Reader question: Do you have any concerns about the blazing pace of the offense being sustainable all season long?
MB: Not at all. All of our coaches are very high tempo guys, they talk a mile a minute. That's how I am. I've had them tell me to slow down, so that's my style of play. Being able to make those quick decision on those run/pass plays, whether to throw it out quick to Jamal or hand it to Cam, that's where our offense is going to start. We got three or four downs to get 10 yards, and I'm going to do that as fast as I can to get there. It's so simple how they are teaching this to us. I think that tempo will be no problem, because those guys up front have been working their tails off, and we've never been so prepared along the offensive line.
Reader question: Can you give us an example play call for a run and pass play?

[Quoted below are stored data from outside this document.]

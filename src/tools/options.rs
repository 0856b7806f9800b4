/// Default working buffer size, for both reading and writing.
pub const BUFFER_SIZE: usize = 1024;

/// Settings shared by every codec operation.
#[derive(Clone, Debug, PartialEq, Eq)]
pub struct CodecOptions {
    /// Size of the working buffers used to stream the input and the output. Never
    /// changes the produced bytes, only how often we read and write.
    pub buffer_size: usize,
}

impl CodecOptions {
    pub fn new() -> Self {
        Self {
            buffer_size: BUFFER_SIZE,
        }
    }

    /// Set the working buffer size. The output side needs room for a two byte code, so
    /// anything below 2 is raised to 2.
    pub fn with_buffer_size(mut self, buffer_size: usize) -> Self {
        self.buffer_size = buffer_size.max(2);
        self
    }
}

impl Default for CodecOptions {
    fn default() -> Self {
        Self::new()
    }
}

#[test]
fn buffer_size_is_clamped() {
    assert_eq!(CodecOptions::default().buffer_size, 1024);
    assert_eq!(CodecOptions::new().with_buffer_size(0).buffer_size, 2);
    assert_eq!(CodecOptions::new().with_buffer_size(7).buffer_size, 7);
}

MB: As the fans will see during the games, we have a "color board". We have a board up there that goes from one to nine and one to nine on each side. That color board determines whether the board is live or the signaler is live. When we call in plays from the sideline, we can have a play called "12" and we'll run play 12, or "78" and we'll run 78. But you don't know if it's the signaler or the board. That's how we've gotten our tempo so much faster. The wide receiver 50 yards across the field can look and see we have "12" on, and boom, we run the play. People will try to figure out what those plays are. We also have inside zone plays that we call "inside zone". It's going to be funny for the fans, because everyone is going to be looking at that board to think they know what's going on.